Algunas apresuradas. Luego todas. Es hora. Volvieron a dibujar parques, banquetas y camellones. Jacarandosas. A pesar de los pesares brotan: muestran que la vida sigue con lo que trae consigo, luz y nubarrones. Para cada quien. Para todos hay.
Como esas flores incomparables y nuestras, salen ahora miles y miles de jóvenes a buscar un lugar en el tren de la promesa legendaria: estudiar, ser alguien en la vida. Se inscriben unos al examen del bachillerato, el Único; otros a los de las universidades. Son tercos. Quieren caber. Saben que la mayoría de sus colegas en eso de los estudios ya se fueron o los fueron. No están más. Tampoco ignoran que de cada 10 entrarán a lo mucho dos a la Nacional. Deben calcular muy bien las opciones que se anotan preferidas, pues hay escuelas en que nomás entran los muy matados. “¿Cuál pusiste primero, la Prepa 6 o Bachilleres 10? Aguas: es peligroso poner primero la 6, porque no te la dan; mejor una más fácil, así le atinas a que te den la primera. No le hace, aunque no entre, la 6 me late. Pues allá tú… ¿Cómo le hago, pá? ¿Tú qué harías? Pregúntale a tu madre, ella sabe… ¿Y si repruebo, si no quedo, con qué cara voy a salir a la cuadra?” Platican, dudan, comparan, piensan. “En una de esas sí entro…”
Sabiendo ver, cuando prenden las jacarandas en la ciudad de México —y otras flores en distintos rumbos del país— también se abren las ganas de seguir estando. Van. Miles contra todos los pronósticos. “Quién quita y la hago”. Los más, si entran, serán los primeros de su casa en llegar tan lejos en los años con pupitre y credencial. Pioneros. Otros caminarán la vereda escolar ya pisada por los de antes, pero ese antes era otro: cabían. Ese país daba lugares. Hoy los regatea. Y, colmo de males, hay que acumular más certificados para intentar subir. Al menos con la ilusión de no caer… tan rápido.
Si entrar es difícil, digamos a la prepa, aguantar está peor: cada día hábil de las dos centenas que acabala el año escolar, en promedio 3 mil de los que lograron entrar abandonan las aulas: se van, los van. 100 salones con 30 mesabancos quedan vacíos. Tic tac: 24 horas.

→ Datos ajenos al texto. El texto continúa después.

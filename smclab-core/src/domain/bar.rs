//! Bar — the fundamental market data unit.

use chrono::{DateTime, Utc};
use serde::{Deserialize, Serialize};

/// One OHLCV sample of an ordered, append-only series.
///
/// Bars are produced by the data boundary and never mutated by the core;
/// everything downstream derives new series aligned 1:1 with the input.
#[derive(Debug, Clone, PartialEq, Serialize, Deserialize)]
pub struct Bar {
    pub timestamp: DateTime<Utc>,
    pub open: f64,
    pub high: f64,
    pub low: f64,
    pub close: f64,
    pub volume: f64,
}

impl Bar {
    /// OHLC sanity: high >= max(open, close), low <= min(open, close),
    /// non-negative volume, no NaN anywhere.
    pub fn is_sane(&self) -> bool {
        if self.open.is_nan()
            || self.high.is_nan()
            || self.low.is_nan()
            || self.close.is_nan()
            || self.volume.is_nan()
        {
            return false;
        }
        self.high >= self.open
            && self.high >= self.close
            && self.low <= self.open
            && self.low <= self.close
            && self.high >= self.low
            && self.volume >= 0.0
    }

    /// Absolute size of the candle body.
    pub fn body(&self) -> f64 {
        (self.close - self.open).abs()
    }

    /// Full high-to-low range.
    pub fn range(&self) -> f64 {
        self.high - self.low
    }

    /// Close above open.
    pub fn is_bullish(&self) -> bool {
        self.close > self.open
    }

    /// Close below open.
    pub fn is_bearish(&self) -> bool {
        self.close < self.open
    }
}
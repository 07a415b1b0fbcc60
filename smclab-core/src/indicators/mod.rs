//! Indicator engine — trend/momentum series and divergence flags.
//!
//! Everything is precomputed once per run into an `IndicatorFrame` aligned
//! 1:1 with the bar series. Values before an indicator's seed window are NaN
//! and must be treated downstream as "factor absent", never as a failing
//! condition.

pub mod atr;
pub mod divergence;
pub mod ema;
pub mod macd;
pub mod rsi;

pub use atr::{atr, true_range, wilder_smooth};
pub use divergence::{detect_divergence, swing_points, SwingKind, SwingPoint};
pub use ema::ema_of_series;
pub use macd::{macd, MacdSeries};
pub use rsi::rsi_of_closes;

use crate::config::StrategyParams;
use crate::domain::Bar;

/// Per-bar derived values, recomputed deterministically from a bar series.
///
/// Each series has the same length as the input bars; no value at index i
/// depends on bars after i.
#[derive(Debug, Clone)]
pub struct IndicatorFrame {
    pub ema_fast: Vec<f64>,
    pub ema_slow: Vec<f64>,
    pub rsi: Vec<f64>,
    pub macd_line: Vec<f64>,
    pub macd_signal: Vec<f64>,
    pub macd_hist: Vec<f64>,
    pub atr: Vec<f64>,
    /// +1 bullish, -1 bearish, 0 none; flagged at the confirmation bar.
    pub rsi_divergence: Vec<i8>,
    pub macd_divergence: Vec<i8>,
}

impl IndicatorFrame {
    /// Compute the full frame for a bar series.
    pub fn compute(bars: &[Bar], params: &StrategyParams) -> Self {
        let closes: Vec<f64> = bars.iter().map(|b| b.close).collect();

        let ema_fast = ema_of_series(&closes, params.ema_fast);
        let ema_slow = ema_of_series(&closes, params.ema_slow);
        let rsi = rsi_of_closes(&closes, params.rsi_period);
        let macd_series = macd(
            &closes,
            params.macd_fast,
            params.macd_slow,
            params.macd_signal,
        );
        let atr_series = atr(bars, params.atr_period);

        let rsi_divergence = detect_divergence(
            &closes,
            &rsi,
            params.swing_window,
            params.divergence_pair_span,
        );
        let macd_divergence = detect_divergence(
            &closes,
            &macd_series.line,
            params.swing_window,
            params.divergence_pair_span,
        );

        Self {
            ema_fast,
            ema_slow,
            rsi,
            macd_line: macd_series.line,
            macd_signal: macd_series.signal,
            macd_hist: macd_series.histogram,
            atr: atr_series,
            rsi_divergence,
            macd_divergence,
        }
    }

    pub fn len(&self) -> usize {
        self.atr.len()
    }

    pub fn is_empty(&self) -> bool {
        self.atr.is_empty()
    }

    /// True when every series the confluence gate needs is defined at `i`.
    pub fn is_ready(&self, i: usize) -> bool {
        !self.ema_slow[i].is_nan() && !self.rsi[i].is_nan() && !self.atr[i].is_nan()
    }
}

Una sociedad es sólida en la medida en que su sistema de expectativas de movilidad social sea creíble y funcione. No es ya lo que sucede en nuestro país. Se está erosionando. A la esperanza de esos muchachos y muchachas en la educación se le ponen trabas, muros y barrancos porque los sitios escolares, como la propia sociedad, se han segmentado: hay primera, segunda y tercera clase en el tren, y no todos alcanzan a subirse. Por si fuera poco, al andar, muchos vagones, sin pasajeros ya, se desenganchan.
La desigualdad empuja a este proceso, y luego el trancazo escolar la profundiza: crecen los excluidos. Son más, cada vez más, los que no caben o se caen de un ferrocarril que antaño llegaba casi completo. Y fuera de las aulas no abunda, qué va, el trabajo decente; es más, ya escasea hasta el indecente, el que no permite conseguir lo necesario para vivir con horizonte. Se saca con esfuerzo para el diario, para vivir al día haciendo bolsa común con los de cerca. Por ahí vamos. La tolerancia común frente a estos niveles de desigualdad y exclusión es enorme, e inversamente proporcional a la estabilidad y dignidad sociales. Es vergonzosa.
Las jacarandas persisten. Las nuevas generaciones todos los años intentan treparse al tren educativo. Que no nos cale y pese la inequidad, es como si no importase vivir en esta ciudad sin jacarandas. Gris para todos lados. Vías tapadas.